Katharina Hacker: "Die Gäste"
© S. Fischer Verlag
Pandemische Ängste im Puppenstubenformat
06:02 Minuten
Katharina Hacker
Die GästeS. Fischer, Frankfurt am Main 2022256 Seiten
20,00 Euro
Nach einem überraschenden Erbe eröffnet ihre Hauptfigur ein Café, mitten in der Pandemie. Doch was Buchpreisträgerin Katharina Hacker als literarisch anspielungsreiches Kabinett menschlicher Sorgen anlegt, gerät allzu niedlich.
Pünktlich zum 50. Geburtstag klingelt ein Bote an der Tür. Die Erzählerin solle sich rasch zu Doktor Kowalk begeben, dem Rechtsanwalt ihrer vor 17 Jahren verstorbenen Großmutter. Flugs ist sie dort, die Tür ächzt, der Rechtsanwalt brummt.
Friederike fügt sich wie selbstverständlich in die Wendung, die ihr Leben nun nimmt. Sie hat ein Café in der Pohlstraße geerbt, gleich um die Ecke ihrer Wohnung in der Kurfürstenstraße. Es ist ein kleines Karree in Schöneberg, in dem dieser Berlin-Roman spielt – mitten in der Gegenwart und also in der Pandemie.
Ein Neuanfang nach 25 Jahren
Die Koordinaten sind real. Der Ton ist märchenhaft. „Zuhause ist niemand, dem ich eine Tasse Tee bringen könnte“, erklärt Friederike dem Anwalt. Und schon fährt sie nach Dahlem, um nach 25 Jahren ihre Stelle zu kündigen am „Institut für schwindende Idiome“.
Vor kurzem hatte sie noch Mann und Sohn. Florian ist gegangen, als die Eltern ihm am 18. Geburtstag endlich sagten, dass sie ihn adoptiert haben. Bald darauf nahm Daniel eine Professur in den USA an.
Der bisherige Inhaber übergibt ihr klaglos die Bar, als die er das Café nutzte, auch er will hinaus in die Welt. Er empfiehlt ihr seine polnische Kellnerin. Mit Kasia und ihrem Freund Stislaw stemmt Friederike den Umbau, bald sitzt sie da und wartet auf Gäste.
Im Café ist jeder willkommen
Von E.T.A Hoffmann über die Märchen der Brüder Grimm bis hin zu Beckett, Kafka und Grass‘ „Rättin“ reichen die literarischen Anspielungen, mit denen Katharina Hacker die kleine Welt ausstaffiert, die sie in ihrem Roman entwirft. Es ist eine Miniaturwelt mit eigener Unterwelt. Im Keller des Cafés hausen die Ratten der Stadt, bekleidet wie Menschen, und spielen den Untergang. Im Gebälk leben Würmer und Käfer.

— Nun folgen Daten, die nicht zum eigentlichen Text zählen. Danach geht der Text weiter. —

//! Bin record types
//!
//! A bin record tracks one location within a task, identified by its
//! 1-based position in the submission order.

use chrono::{DateTime, Utc};
use serde::{Deserialize, Serialize};
use serde_json::Value;
use std::fmt;

/// Per-bin processing state
#[derive(Debug, Clone, Copy, PartialEq, Eq, Serialize, Deserialize)]
#[serde(rename_all = "snake_case")]
pub enum BinState {
    /// Not reached yet
    Pending,
    /// Currently being processed
    Running,
    /// Processed successfully
    Completed,
    /// Processing failed; the task aborts after this bin
    Failed,
}

impl BinState {
    pub fn is_terminal(&self) -> bool {
        matches!(self, BinState::Completed | BinState::Failed)
    }
}

impl fmt::Display for BinState {
    fn fmt(&self, f: &mut fmt::Formatter<'_>) -> fmt::Result {
        let name = match self {
            BinState::Pending => "pending",
            BinState::Running => "running",
            BinState::Completed => "completed",
            BinState::Failed => "failed",
        };
        f.write_str(name)
    }
}

/// One bin location within a task
#[derive(Debug, Clone, Serialize, Deserialize)]
pub struct BinRecord {
    /// Warehouse location code, e.g. `A-01-02`
    pub bin_location: String,
    /// 1-based position in submission order
    pub sequence: u32,
    /// Current processing state
    pub state: BinState,
    pub image_data: Option<Value>,
    pub compute_result: Option<Value>,
    pub detect_result: Option<Value>,
    pub barcode_result: Option<Value>,
    pub capture_time: Option<DateTime<Utc>>,
    pub compute_time: Option<DateTime<Utc>>,
    pub recognition_time: Option<DateTime<Utc>>,
    /// Set when the bin reaches a terminal state
    pub ended_at: Option<DateTime<Utc>>,
}

impl BinRecord {
    /// Create a pending record for a location
    pub fn new(bin_location: impl Into<String>, sequence: u32) -> Self {
        Self {
            bin_location: bin_location.into(),
            sequence,
            state: BinState::Pending,
            image_data: None,
            compute_result: None,
            detect_result: None,
            barcode_result: None,
            capture_time: None,
            compute_time: None,
            recognition_time: None,
            ended_at: None,
        }
    }

    /// Apply a partial update; only populated patch fields are written
    pub fn apply(&mut self, patch: BinPatch) {
        if let Some(state) = patch.state {
            self.state = state;
        }
        if let Some(v) = patch.image_data {
            self.image_data = Some(v);
        }
        if let Some(v) = patch.compute_result {
            self.compute_result = Some(v);
        }
        if let Some(v) = patch.detect_result {
            self.detect_result = Some(v);
        }
        if let Some(v) = patch.barcode_result {
            self.barcode_result = Some(v);
        }
        if let Some(t) = patch.capture_time {
            self.capture_time = Some(t);
        }
        if let Some(t) = patch.compute_time {
            self.compute_time = Some(t);
        }
        if let Some(t) = patch.recognition_time {
            self.recognition_time = Some(t);
        }
        if let Some(t) = patch.ended_at {
            self.ended_at = Some(t);
        }
    }
}

/// Partial update for a bin record
#[derive(Debug, Clone, Default)]
pub struct BinPatch {
    pub state: Option<BinState>,
    pub image_data: Option<Value>,
    pub compute_result: Option<Value>,
    pub detect_result: Option<Value>,
    pub barcode_result: Option<Value>,
    pub capture_time: Option<DateTime<Utc>>,
    pub compute_time: Option<DateTime<Utc>>,
    pub recognition_time: Option<DateTime<Utc>>,
    pub ended_at: Option<DateTime<Utc>>,
}

impl BinPatch {
    pub fn new() -> Self {
        Self::default()
    }

    pub fn with_state(mut self, state: BinState) -> Self {
        self.state = Some(state);
        self
    }

    pub fn with_image_data(mut self, value: Value) -> Self {
        self.image_data = Some(value);
        self
    }

    pub fn with_compute_result(mut self, value: Value) -> Self {
        self.compute_result = Some(value);
        self
    }

    pub fn with_detect_result(mut self, value: Value) -> Self {
        self.detect_result = Some(value);
        self
    }

    pub fn with_barcode_result(mut self, value: Value) -> Self {
        self.barcode_result = Some(value);
        self
    }

    pub fn with_capture_time(mut self, time: DateTime<Utc>) -> Self {
        self.capture_time = Some(time);
        self
    }

    pub fn with_compute_time(mut self, time: DateTime<Utc>) -> Self {
        self.compute_time = Some(time);
        self
    }

    pub fn with_recognition_time(mut self, time: DateTime<Utc>) -> Self {
        self.recognition_time = Some(time);
        self
    }

    pub fn with_ended_at(mut self, time: DateTime<Utc>) -> Self {
        self.ended_at = Some(time);
        self
    }
}

#[cfg(test)]
mod tests {
    use super::*;
    use serde_json::json;

    #[test]
    fn test_new_record_is_pending_and_empty() {
        let record = BinRecord::new("A-01-02", 1);
        assert_eq!(record.state, BinState::Pending);
        assert_eq!(record.sequence, 1);
        assert!(record.image_data.is_none());
        assert!(record.ended_at.is_none());
    }

    #[test]
    fn test_patch_applies_only_populated_fields() {
        let mut record = BinRecord::new("A-01-02", 1);
        record.compute_result = Some(json!({"count": 3}));

        record.apply(
            BinPatch::new()
                .with_state(BinState::Running)
                .with_image_data(json!({"path": "/tmp/img.png"})),
        );

        assert_eq!(record.state, BinState::Running);
        assert_eq!(record.image_data, Some(json!({"path": "/tmp/img.png"})));
        // untouched by the patch
        assert_eq!(record.compute_result, Some(json!({"count": 3})));
        assert!(record.capture_time.is_none());
    }
}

Jeder Gast ist willkommen, gerade weil es während „der großen Pandemie“ so wenig Orte gibt, an die man gehen kann. Es kommen Studierende und alte Damen. Ein Zuhälter namens Benedikt macht das Café zum Anlaufpunkt für seine Prostituierten, nebenbei handelt er mit Organen. Man hofft auf die Trauergäste des nahen Friedhofs.
Putzig statt wirklichkeitsmächtig
Nach einem Einbruch schenkt ihr Stislaw einen Hund. Er nennt ihn Pollux, „wie Licht aus Polen“. Längst schläft Friederike auch im Café, eingerollt in einem „Sesselchen“. Sie ist sehr klein und scheint manchmal weiter zu schrumpfen. So sieht es Robert, der ihr Geliebter wird. Meistens ist auch er auf Reisen.
Was ist das für ein Roman, dieses bizarre Pandemie-Märchen, das so putzig daherkommt, dass es nicht sehr wirklichkeitsmächtig wirkt?
Verniedlichungsfeldzug gegen größte Ängste
„Man muss den größten Kummer auch vergessen“, heißt es einmal, und damit ist weniger die Pandemie gemeint als der verschwundene Sohn. Die Sorge um ihre Kinder sei ihre größte Angst, erzählte Katharina Hacker einmal in einem Interview, ihre zweitgrößte, dass sie selbst sterbe, bevor ihre Töchter erwachsen sind.
„Die Gäste“ ist ein aufs Puppenstubenformat geschrumpftes Kabinett pandemischer Ängste. Ein Verniedlichungsfeldzug, verspielt, rätselhaft und in gewisser Weise auch „unerbittlich ziellos“, wie die Autorin vor Jahren eine der beiden Hauptfiguren ihres Romans „Die Habenichtse“ charakterisierte, für den sie 2006 den Deutschen Buchpreis erhielt.